When I think back on how my love of science grew, I think fondly of all the science teachers who conveyed their enthusiasm for the subject to me and my fellow students. And when I went through recent reader contributions to this series (send your own to WhyILikeScience@gmail.com), I was pleased to hear from two individuals who work with students every day.

Elizabeth Fife teaches physics to juniors and seniors at Mesa High School in Mesa, Arizona:

When I was in high school I viewed science as a puzzle to be solved; my teacher would present me with a handful of variables and a paper full of equations, and I was expected to find some missing quantity. I loved rearranging the numbers and chugging through the equations, and I felt a smug sense of satisfaction once I finally figured out the path to the correct answer. But I never really understood the concepts, the actual science, behind what I was doing; it was all algebraic manipulation to me. And though I eventually decided to pursue science in college, it was not because of any high minded ideals—I liked the idea of feeling smart and making a lot of money.
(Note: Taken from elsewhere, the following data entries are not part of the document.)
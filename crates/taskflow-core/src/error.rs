use std::path::PathBuf;
use thiserror::Error;

#[derive(Debug, Error)]
pub enum TaskflowError {
    #[error("{what} not found: {path}")]
    NotFound { what: String, path: PathBuf },

    #[error("malformed data in {path}: {detail}")]
    MalformedData { path: PathBuf, detail: String },

    #[error("invalid id '{value}': {reason}")]
    InvalidId { value: String, reason: String },

    #[error("invalid status: {0}")]
    InvalidStatus(String),

    #[error("invalid transition from {from} to {to}: {reason}")]
    InvalidTransition {
        from: String,
        to: String,
        reason: String,
    },

    #[error("no active task")]
    NoActiveTask,

    #[error("version control unavailable: {0}")]
    VersionControlUnavailable(String),

    #[error("on branch '{actual}' but expected '{expected}'; run `{recovery}` to recover")]
    BranchMismatch {
        expected: String,
        actual: String,
        recovery: String,
    },

    #[error("validation failed for task {task_id}: {failed:?} (logs in {log_dir})")]
    ValidationFailed {
        task_id: String,
        failed: Vec<String>,
        log_dir: PathBuf,
    },

    #[error("check '{label}' is not runnable: {reason}")]
    UnrunnableCheck { label: String, reason: String },

    #[error("git error: {0}")]
    Git(#[from] git2::Error),

    #[error(transparent)]
    Io(#[from] std::io::Error),

    #[error(transparent)]
    Yaml(#[from] serde_yaml::Error),

    #[error(transparent)]
    Json(#[from] serde_json::Error),
}

pub type Result<T> = std::result::Result<T, TaskflowError>;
Somewhere along the way, however, I came to the startling realization that all those equations actually mean something. I began to see connections and explanations, and I finally saw the elegant beauty of a world explained by science and saw that science isn’t about numbers and math—it’s about explanations and patterns and relationships. It’s about unlocking the world around us and laying it out to be admired.

This was such a powerful realization that I changed my course of study. I wanted everyone to see what I had finally come to see, that there is a beautiful elegance to the physical laws that construct and connect our world. More than just an appreciation, there is a certain joy in really understanding how the world operates and a raw excitement in the act of gaining that understanding, in making an opaque world just that much clearer.

Years later, I now find myself at the front of that exact same classroom where I sat so long ago as a know-it-all high school student. I shake my head at the ghost of my younger self who thought science was nothing more than an interesting number puzzle and a means to a lot of cash. I grin with shared excitement whenever one of my students’ eyes light up and they say, “OH. So THAT’S why…” because that is what science is and what makes it so enjoyable. It is in the realizations and connections we make, it is that shiver of excitement that accompanies those “ah-ha” moments of discovery, and it is in finding the order in an oftentimes nonsensical world.

Katherine Krein, of Sterling, Virginia, works in the special education department of a local middle school. This year she is assisting students in eighth-grade physical science:

Science enables us to stretch our senses beyond our human limitations. We cannot see the whole spectrum of light, we cannot hear all sound frequencies and we cannot see all matter. Unaided, we can only perceive what is within our range, our reach and our human scale. We cannot sense what is inaccessible to us. Science expands our access.

Science has empowered us to detect and sense the world around us. The nature of science, with its strong foundation of methods, has allowed scientists to develop tools that help us to identify the electromagnetic spectrum, which includes visible light; tools that assist us in measuring and recording all wavelengths and frequencies, including all the sounds that our ears can detect; tools to search for and find ever increasingly small particles of matter; and tools to see things that are farther and farther away from us. Through the study of science, scientists can detect the DNA in a follicle of hair or a speck of saliva, see viruses in blood, and find tumors within a body. The list goes on—the benefits to mankind are manifold.

On a more personal scale, science has given us hearing aids which help my father hear. Science has given me eye glasses that correct my near-sightedness. Science has given us medicine that helps many of us live healthier lives. Science is helping a co-worker battle breast cancer.

To say that I like science is an understatement that does not adequately express my gratitude for everything that it has given humanity, my friends and family, and me.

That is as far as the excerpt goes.